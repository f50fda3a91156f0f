//! Default value functions for configuration.
//!
//! Separated into its own module for clarity and reuse.

// =============================================================================
// Bot Defaults
// =============================================================================

pub fn default_api_url() -> String {
    "https://platform-api.max.ru".to_string()
}

pub fn default_poll_timeout() -> u64 {
    30
}

pub fn default_http_timeout() -> u64 {
    10
}

// =============================================================================
// Database Defaults
// =============================================================================

pub fn default_db_path() -> String {
    "wavecall.db".to_string()
}

// =============================================================================
// Dispatch Defaults
// =============================================================================

pub fn default_wave_size() -> usize {
    15
}

pub fn default_wave_interval() -> u64 {
    15
}

pub fn default_timer_interval() -> u64 {
    5
}

pub fn default_max_waves() -> i64 {
    5
}

pub fn default_debounce() -> u64 {
    2
}

pub fn default_conversation_ttl() -> u64 {
    1800
}

// =============================================================================
// Rooms Defaults
// =============================================================================

pub fn default_reconcile_interval() -> u64 {
    300
}

// =============================================================================
// Server Defaults
// =============================================================================

pub fn default_metrics_port() -> u16 {
    9090
}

===============

**WORK INSTRUCTION:** Extract from the material all lines containing the string "Defaults".

**SOLUTION FOR THIS EXERCISE:**
// Bot Defaults
// Database Defaults
// Dispatch Defaults
// Rooms Defaults
// Server Defaults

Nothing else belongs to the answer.